[Records excerpted from a collection]

[Start of Attachment]

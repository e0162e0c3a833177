//! Cancellable periodic poll loop

use std::future::Future;
use std::time::Duration;

use futures::channel::oneshot;
use futures::future::{self, Either};

/// Stops the poll loop when stopped or dropped
#[derive(Debug)]
pub struct PollHandle {
    stop: Option<oneshot::Sender<()>>,
}

impl PollHandle {
    /// Create a handle and the receiver the loop listens on
    pub fn new() -> (Self, oneshot::Receiver<()>) {
        let (tx, rx) = oneshot::channel();
        (Self { stop: Some(tx) }, rx)
    }

    /// End the loop before its next tick
    pub fn stop(&mut self) {
        if let Some(tx) = self.stop.take() {
            log::debug!("Stopping poll loop");
            let _ = tx.send(());
        }
    }

    pub fn is_stopped(&self) -> bool {
        self.stop.is_none()
    }
}

impl Drop for PollHandle {
    fn drop(&mut self) {
        self.stop();
    }
}

/// Sleep, then tick, until `stop` fires or its sender goes away.
///
/// `sleep` is injected so the loop runs under any executor.
pub async fn run_poll_loop<S, SF, T, TF>(
    interval: Duration,
    mut stop: oneshot::Receiver<()>,
    mut sleep: S,
    mut tick: T,
) where
    S: FnMut(Duration) -> SF,
    SF: Future<Output = ()>,
    T: FnMut() -> TF,
    TF: Future<Output = ()>,
{
    loop {
        let delay = Box::pin(sleep(interval));
        if let Either::Left(_) = future::select(&mut stop, delay).await {
            break;
        }

        // A stop may land while the sleep completes in the same turn
        if !matches!(stop.try_recv(), Ok(None)) {
            break;
        }

        tick().await;
    }
    log::debug!("Poll loop finished");
}

/// Spawn the loop on the browser event loop
#[cfg(target_arch = "wasm32")]
pub fn start<T, TF>(interval: Duration, tick: T) -> PollHandle
where
    T: FnMut() -> TF + 'static,
    TF: Future<Output = ()> + 'static,
{
    let (handle, stop) = PollHandle::new();
    log::info!("Polling every {}s", interval.as_secs());
    leptos::spawn_local(run_poll_loop(
        interval,
        stop,
        gloo_timers::future::sleep,
        tick,
    ));
    handle
}
use serde::{Deserialize, Serialize};

use super::number::{rounded_or_zero, zero_if_null};

/// Latest tank status reported by the sensor
#[derive(Debug, Clone, Default, PartialEq, Serialize, Deserialize)]
pub struct StatusSnapshot {
    #[serde(default, deserialize_with = "zero_if_null")]
    pub fill_percentage: f64,
    #[serde(default, deserialize_with = "zero_if_null")]
    pub water_level_cm: f64,
    #[serde(default, deserialize_with = "zero_if_null")]
    pub gallons: f64,
    #[serde(default, deserialize_with = "zero_if_null")]
    pub distance_cm: f64,
    #[serde(default, deserialize_with = "rounded_or_zero")]
    pub wifi_rssi: i32,
    #[serde(default)]
    pub battery_voltage: Option<f64>,
    #[serde(default)]
    pub device_id: Option<String>,
    #[serde(default)]
    pub tank_capacity: Option<f64>,
    /// Device uptime stamp; the dashboard stamps renders with its own clock
    #[serde(default)]
    pub timestamp: Option<serde_json::Value>,
}

/// Response of the force-reading endpoint
#[derive(Debug, Clone, Default, Serialize, Deserialize)]
pub struct ForceReadingResponse {
    #[serde(default)]
    pub success: bool,
    #[serde(default)]
    pub data: Option<StatusSnapshot>,
    #[serde(default)]
    pub error: Option<String>,
}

[End of Attachment]

:: Task statement ::
From the data, pick out every line that includes "interval".

:: Completed exercise ::
    interval: Duration,
        let delay = Box::pin(sleep(interval));
pub fn start<T, TF>(interval: Duration, tick: T) -> PollHandle
    log::info!("Polling every {}s", interval.as_secs());
        interval,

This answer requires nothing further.